**Stored records**

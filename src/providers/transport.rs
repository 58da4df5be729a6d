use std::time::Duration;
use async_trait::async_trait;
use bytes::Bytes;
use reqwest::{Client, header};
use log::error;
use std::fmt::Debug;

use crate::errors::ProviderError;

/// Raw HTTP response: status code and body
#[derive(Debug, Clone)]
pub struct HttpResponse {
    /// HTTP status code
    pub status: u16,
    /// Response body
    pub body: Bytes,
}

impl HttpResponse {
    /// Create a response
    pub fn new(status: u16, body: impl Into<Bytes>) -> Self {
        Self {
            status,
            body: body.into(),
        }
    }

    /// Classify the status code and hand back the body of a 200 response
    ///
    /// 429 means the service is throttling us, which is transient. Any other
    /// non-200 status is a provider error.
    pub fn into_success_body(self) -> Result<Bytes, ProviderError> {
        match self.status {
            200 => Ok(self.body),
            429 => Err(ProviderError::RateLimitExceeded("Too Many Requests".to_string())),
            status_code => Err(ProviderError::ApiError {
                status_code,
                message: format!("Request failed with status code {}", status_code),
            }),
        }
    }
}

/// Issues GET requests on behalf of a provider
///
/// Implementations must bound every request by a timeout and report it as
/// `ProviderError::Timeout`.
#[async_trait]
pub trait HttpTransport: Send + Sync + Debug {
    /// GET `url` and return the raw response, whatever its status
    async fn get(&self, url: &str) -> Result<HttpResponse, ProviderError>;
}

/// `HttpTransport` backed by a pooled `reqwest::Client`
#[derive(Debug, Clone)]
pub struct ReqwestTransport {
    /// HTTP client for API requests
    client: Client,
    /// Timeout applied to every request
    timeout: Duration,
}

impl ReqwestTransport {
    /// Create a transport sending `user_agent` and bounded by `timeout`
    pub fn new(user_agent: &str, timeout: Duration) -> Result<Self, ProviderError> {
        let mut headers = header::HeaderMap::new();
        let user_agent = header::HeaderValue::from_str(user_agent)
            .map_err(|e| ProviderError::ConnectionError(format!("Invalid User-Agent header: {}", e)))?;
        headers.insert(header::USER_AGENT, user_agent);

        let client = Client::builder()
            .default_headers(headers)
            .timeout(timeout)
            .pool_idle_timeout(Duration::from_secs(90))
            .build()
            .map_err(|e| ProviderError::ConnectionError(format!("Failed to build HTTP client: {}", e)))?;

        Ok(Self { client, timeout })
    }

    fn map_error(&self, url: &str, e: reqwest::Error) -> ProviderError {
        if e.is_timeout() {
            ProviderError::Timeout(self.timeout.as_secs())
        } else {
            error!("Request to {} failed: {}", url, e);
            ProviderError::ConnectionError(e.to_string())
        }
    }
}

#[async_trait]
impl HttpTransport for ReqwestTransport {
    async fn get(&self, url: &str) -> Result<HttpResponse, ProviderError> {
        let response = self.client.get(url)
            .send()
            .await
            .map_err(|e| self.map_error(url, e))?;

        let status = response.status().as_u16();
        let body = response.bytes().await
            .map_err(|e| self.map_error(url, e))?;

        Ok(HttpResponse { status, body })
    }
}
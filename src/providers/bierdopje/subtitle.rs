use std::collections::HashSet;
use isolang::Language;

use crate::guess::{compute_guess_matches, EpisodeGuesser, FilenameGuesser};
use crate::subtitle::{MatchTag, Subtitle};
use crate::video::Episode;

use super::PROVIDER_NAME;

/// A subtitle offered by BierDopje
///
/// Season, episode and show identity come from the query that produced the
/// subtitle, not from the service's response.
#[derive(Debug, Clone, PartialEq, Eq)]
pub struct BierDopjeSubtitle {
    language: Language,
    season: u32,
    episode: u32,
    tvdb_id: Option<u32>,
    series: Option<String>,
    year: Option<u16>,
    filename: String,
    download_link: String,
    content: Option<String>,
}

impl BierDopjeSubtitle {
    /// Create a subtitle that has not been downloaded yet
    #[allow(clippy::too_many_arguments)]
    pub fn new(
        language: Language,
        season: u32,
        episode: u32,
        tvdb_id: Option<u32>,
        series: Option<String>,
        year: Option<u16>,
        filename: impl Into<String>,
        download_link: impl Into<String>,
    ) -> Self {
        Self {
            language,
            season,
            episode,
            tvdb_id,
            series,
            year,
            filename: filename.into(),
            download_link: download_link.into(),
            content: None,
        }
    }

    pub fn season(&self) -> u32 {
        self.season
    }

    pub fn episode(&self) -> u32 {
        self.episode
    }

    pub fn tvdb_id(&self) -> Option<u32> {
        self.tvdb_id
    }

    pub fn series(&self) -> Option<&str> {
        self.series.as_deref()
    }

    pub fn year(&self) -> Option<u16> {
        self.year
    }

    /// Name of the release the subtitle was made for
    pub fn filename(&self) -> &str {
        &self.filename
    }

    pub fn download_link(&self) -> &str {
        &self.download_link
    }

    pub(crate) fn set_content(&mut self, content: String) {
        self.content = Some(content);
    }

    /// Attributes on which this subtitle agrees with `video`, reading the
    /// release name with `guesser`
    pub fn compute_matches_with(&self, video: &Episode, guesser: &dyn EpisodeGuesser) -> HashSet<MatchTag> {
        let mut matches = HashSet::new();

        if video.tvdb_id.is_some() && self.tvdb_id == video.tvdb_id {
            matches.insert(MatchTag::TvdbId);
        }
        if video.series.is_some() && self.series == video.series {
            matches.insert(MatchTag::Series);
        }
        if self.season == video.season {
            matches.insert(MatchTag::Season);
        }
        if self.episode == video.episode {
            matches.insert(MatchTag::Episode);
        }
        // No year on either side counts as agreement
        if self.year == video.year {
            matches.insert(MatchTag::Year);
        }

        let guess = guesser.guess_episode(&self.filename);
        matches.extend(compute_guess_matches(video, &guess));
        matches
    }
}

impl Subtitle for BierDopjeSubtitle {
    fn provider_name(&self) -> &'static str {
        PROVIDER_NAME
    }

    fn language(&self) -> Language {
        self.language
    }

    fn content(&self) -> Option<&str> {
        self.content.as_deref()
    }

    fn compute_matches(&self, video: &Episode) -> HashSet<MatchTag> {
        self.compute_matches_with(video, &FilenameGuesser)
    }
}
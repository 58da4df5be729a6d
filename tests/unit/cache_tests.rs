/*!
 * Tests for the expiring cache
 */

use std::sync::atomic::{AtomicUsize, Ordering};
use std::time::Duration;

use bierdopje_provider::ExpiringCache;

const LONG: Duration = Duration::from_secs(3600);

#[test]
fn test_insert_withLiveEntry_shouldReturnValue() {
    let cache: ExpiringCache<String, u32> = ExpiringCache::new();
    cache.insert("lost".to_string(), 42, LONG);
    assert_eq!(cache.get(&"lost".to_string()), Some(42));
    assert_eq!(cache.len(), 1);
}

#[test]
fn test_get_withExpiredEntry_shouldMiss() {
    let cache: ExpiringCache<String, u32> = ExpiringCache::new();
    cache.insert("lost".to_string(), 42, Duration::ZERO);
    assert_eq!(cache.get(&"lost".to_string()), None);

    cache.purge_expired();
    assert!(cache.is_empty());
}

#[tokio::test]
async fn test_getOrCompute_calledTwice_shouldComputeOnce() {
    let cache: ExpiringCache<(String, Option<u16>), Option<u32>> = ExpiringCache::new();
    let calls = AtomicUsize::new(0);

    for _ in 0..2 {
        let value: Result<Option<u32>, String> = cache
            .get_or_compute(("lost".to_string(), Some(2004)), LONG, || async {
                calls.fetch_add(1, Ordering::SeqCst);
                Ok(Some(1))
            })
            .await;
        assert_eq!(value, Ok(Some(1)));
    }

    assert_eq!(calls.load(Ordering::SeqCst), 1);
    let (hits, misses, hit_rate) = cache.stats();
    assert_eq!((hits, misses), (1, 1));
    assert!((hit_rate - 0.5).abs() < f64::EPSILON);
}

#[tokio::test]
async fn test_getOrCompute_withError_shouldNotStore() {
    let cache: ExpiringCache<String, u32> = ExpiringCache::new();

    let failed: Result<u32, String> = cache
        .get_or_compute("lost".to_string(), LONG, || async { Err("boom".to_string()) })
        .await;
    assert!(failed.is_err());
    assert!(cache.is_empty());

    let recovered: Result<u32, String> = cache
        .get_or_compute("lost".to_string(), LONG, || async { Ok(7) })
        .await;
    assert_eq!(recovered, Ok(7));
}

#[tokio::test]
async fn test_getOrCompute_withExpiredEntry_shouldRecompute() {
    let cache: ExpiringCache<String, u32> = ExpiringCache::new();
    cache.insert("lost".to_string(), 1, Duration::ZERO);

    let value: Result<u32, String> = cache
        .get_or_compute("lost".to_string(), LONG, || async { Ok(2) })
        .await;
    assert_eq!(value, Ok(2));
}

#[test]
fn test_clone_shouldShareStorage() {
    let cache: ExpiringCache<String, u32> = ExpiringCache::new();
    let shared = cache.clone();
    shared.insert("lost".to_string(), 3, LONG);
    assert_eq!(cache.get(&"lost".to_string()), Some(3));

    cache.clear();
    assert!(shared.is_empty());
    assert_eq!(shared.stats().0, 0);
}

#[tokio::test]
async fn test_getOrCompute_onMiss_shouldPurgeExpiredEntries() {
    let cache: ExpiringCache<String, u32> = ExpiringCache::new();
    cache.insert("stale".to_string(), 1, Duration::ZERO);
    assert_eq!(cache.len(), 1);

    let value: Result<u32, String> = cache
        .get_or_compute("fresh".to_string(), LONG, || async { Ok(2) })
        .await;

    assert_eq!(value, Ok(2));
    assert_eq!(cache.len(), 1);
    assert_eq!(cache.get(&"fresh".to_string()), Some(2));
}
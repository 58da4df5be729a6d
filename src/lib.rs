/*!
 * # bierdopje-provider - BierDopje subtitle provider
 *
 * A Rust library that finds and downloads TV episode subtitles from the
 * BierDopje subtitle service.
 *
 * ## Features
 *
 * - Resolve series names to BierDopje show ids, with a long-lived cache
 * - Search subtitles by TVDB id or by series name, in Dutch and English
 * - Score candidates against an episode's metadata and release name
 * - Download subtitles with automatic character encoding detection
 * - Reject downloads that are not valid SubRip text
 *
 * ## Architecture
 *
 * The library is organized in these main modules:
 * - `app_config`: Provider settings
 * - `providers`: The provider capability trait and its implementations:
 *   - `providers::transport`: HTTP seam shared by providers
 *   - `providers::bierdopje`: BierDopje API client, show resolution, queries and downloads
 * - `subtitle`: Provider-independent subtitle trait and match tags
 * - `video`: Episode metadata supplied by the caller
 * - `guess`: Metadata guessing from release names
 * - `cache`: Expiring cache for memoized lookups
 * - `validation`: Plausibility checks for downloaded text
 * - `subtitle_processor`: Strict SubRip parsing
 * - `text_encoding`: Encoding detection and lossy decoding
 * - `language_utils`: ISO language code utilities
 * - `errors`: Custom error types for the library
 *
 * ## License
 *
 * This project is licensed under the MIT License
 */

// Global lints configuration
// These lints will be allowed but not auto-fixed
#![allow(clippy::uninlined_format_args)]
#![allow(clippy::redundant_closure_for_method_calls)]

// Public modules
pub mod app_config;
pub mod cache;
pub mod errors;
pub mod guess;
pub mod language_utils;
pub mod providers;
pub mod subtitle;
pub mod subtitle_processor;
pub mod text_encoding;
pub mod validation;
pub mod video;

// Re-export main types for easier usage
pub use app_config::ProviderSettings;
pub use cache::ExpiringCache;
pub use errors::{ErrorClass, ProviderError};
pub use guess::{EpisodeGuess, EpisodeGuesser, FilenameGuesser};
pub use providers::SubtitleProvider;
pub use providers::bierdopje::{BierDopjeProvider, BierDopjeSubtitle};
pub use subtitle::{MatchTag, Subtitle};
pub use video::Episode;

**About this exercise**
Only the lines from the first line of the records through the line containing "pub fn new(status: u16, body: impl" should be repeated, exactly as they appear.

**Written reply**
filename src/providers/transport.rs
repository 58da4df5be729a6d
use std::time::Duration;
use async_trait::async_trait;
use bytes::Bytes;
use reqwest::{Client, header};
use log::error;
use std::fmt::Debug;

use crate::errors::ProviderError;

/// Raw HTTP response: status code and body
#[derive(Debug, Clone)]
pub struct HttpResponse {
    /// HTTP status code
    pub status: u16,
    /// Response body
    pub body: Bytes,
}

impl HttpResponse {
    /// Create a response
    pub fn new(status: u16, body: impl Into<Bytes>) -> Self {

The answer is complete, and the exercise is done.